▸ **EXERCISE PROMPT**
Whenever the string "EndianFormat" appears in a line below, please copy the line out.

**** THE INPUT ****

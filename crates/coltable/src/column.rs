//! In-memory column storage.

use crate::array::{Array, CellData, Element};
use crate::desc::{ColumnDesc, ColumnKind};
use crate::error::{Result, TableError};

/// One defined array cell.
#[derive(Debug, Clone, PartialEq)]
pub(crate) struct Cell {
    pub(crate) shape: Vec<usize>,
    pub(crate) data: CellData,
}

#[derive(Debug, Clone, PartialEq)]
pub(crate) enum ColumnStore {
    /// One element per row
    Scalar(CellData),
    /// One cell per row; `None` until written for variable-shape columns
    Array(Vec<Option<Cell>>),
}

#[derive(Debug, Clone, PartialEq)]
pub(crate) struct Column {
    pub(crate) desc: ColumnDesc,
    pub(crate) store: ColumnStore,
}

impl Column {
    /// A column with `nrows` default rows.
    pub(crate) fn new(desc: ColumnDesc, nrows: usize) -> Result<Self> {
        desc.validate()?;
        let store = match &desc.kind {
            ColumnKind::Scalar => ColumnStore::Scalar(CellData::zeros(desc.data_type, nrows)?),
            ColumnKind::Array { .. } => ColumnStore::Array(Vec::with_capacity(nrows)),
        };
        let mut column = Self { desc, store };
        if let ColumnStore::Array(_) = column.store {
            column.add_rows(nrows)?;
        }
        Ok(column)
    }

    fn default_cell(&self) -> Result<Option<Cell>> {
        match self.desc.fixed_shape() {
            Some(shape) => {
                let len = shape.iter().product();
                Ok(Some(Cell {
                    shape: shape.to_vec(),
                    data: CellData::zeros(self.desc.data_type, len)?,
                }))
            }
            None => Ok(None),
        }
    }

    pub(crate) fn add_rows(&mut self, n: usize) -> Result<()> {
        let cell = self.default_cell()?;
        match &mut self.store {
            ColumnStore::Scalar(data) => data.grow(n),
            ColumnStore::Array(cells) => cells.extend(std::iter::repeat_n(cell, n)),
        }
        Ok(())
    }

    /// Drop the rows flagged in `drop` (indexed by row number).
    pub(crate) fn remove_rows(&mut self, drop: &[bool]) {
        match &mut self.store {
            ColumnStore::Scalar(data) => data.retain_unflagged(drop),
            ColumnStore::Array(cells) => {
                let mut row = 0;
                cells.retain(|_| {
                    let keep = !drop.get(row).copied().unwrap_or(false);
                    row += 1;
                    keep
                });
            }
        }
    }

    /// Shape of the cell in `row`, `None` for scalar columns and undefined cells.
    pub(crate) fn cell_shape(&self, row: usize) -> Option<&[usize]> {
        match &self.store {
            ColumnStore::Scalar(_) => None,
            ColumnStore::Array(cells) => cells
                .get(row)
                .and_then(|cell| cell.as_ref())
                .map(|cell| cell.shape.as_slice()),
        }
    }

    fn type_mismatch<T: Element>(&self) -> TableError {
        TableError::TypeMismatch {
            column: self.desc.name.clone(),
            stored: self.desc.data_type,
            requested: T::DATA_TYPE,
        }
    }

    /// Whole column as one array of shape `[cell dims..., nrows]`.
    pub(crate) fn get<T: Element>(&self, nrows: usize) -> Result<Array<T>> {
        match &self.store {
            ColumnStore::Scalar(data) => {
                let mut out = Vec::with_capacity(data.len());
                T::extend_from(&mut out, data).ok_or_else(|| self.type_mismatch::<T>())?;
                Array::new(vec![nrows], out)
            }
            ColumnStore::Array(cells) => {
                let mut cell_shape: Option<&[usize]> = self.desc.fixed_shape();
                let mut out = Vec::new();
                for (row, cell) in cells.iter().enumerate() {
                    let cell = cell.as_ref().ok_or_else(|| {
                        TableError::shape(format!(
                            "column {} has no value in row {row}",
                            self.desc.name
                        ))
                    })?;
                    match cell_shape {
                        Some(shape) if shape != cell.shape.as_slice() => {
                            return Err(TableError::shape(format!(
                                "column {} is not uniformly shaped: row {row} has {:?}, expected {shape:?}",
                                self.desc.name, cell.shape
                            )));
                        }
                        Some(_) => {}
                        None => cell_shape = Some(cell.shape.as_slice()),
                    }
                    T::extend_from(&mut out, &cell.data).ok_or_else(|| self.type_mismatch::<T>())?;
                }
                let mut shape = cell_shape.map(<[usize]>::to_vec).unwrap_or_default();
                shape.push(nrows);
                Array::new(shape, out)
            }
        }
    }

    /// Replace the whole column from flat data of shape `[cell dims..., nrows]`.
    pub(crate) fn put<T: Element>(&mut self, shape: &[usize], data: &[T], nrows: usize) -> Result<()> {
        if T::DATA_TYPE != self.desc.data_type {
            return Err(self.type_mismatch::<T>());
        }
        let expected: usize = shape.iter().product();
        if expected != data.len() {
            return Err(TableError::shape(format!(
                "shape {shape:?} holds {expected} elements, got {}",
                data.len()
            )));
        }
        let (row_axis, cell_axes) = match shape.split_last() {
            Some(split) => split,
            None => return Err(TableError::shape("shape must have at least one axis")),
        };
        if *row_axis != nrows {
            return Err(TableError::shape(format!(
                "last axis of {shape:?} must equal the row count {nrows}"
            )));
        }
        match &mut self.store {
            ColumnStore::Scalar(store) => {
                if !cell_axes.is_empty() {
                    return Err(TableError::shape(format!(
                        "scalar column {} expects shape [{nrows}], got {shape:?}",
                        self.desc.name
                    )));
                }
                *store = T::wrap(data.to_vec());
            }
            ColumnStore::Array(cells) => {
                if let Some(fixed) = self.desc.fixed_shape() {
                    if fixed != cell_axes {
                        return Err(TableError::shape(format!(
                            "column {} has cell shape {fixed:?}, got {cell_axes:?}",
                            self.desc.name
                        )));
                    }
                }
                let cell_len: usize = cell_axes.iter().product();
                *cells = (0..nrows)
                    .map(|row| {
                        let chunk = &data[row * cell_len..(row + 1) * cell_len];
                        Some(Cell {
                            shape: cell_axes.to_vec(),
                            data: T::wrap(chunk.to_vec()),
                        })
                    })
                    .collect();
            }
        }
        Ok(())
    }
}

****
**** THE INPUT ****

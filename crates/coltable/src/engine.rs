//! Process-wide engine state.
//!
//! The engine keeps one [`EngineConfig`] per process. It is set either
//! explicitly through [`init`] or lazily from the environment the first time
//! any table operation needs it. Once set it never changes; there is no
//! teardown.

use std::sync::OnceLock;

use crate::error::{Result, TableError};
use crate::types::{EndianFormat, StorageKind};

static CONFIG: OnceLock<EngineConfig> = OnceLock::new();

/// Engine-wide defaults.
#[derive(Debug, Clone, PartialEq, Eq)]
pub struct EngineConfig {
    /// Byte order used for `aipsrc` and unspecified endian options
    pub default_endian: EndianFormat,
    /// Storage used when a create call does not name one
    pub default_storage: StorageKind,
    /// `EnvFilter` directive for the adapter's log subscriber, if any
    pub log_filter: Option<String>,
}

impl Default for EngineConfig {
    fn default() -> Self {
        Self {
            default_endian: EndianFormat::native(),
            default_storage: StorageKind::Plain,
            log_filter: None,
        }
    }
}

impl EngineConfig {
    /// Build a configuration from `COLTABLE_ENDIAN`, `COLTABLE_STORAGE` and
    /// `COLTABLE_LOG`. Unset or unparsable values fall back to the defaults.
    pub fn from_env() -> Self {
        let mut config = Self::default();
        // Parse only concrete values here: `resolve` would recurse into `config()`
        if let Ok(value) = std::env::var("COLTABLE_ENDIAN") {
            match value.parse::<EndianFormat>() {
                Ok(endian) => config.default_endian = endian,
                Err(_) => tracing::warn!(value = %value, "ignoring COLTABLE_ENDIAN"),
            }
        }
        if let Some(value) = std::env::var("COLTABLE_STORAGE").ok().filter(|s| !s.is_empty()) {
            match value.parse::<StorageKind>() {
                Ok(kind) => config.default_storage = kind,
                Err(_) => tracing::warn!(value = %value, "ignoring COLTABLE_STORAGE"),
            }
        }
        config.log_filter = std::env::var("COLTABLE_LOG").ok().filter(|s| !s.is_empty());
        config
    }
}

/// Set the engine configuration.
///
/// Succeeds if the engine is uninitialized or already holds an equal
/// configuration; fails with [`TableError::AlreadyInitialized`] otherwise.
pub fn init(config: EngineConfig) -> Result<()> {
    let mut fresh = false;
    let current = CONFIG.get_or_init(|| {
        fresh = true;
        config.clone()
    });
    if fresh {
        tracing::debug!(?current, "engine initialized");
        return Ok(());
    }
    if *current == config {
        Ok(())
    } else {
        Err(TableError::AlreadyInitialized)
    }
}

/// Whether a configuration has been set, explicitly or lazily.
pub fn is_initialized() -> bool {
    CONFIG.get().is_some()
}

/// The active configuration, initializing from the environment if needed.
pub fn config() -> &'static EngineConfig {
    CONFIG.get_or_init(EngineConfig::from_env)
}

****

▸ **REPLY TO THE TASK**
use crate::types::{EndianFormat, StorageKind};
    pub default_endian: EndianFormat,
            default_endian: EndianFormat::native(),
            match value.parse::<EndianFormat>() {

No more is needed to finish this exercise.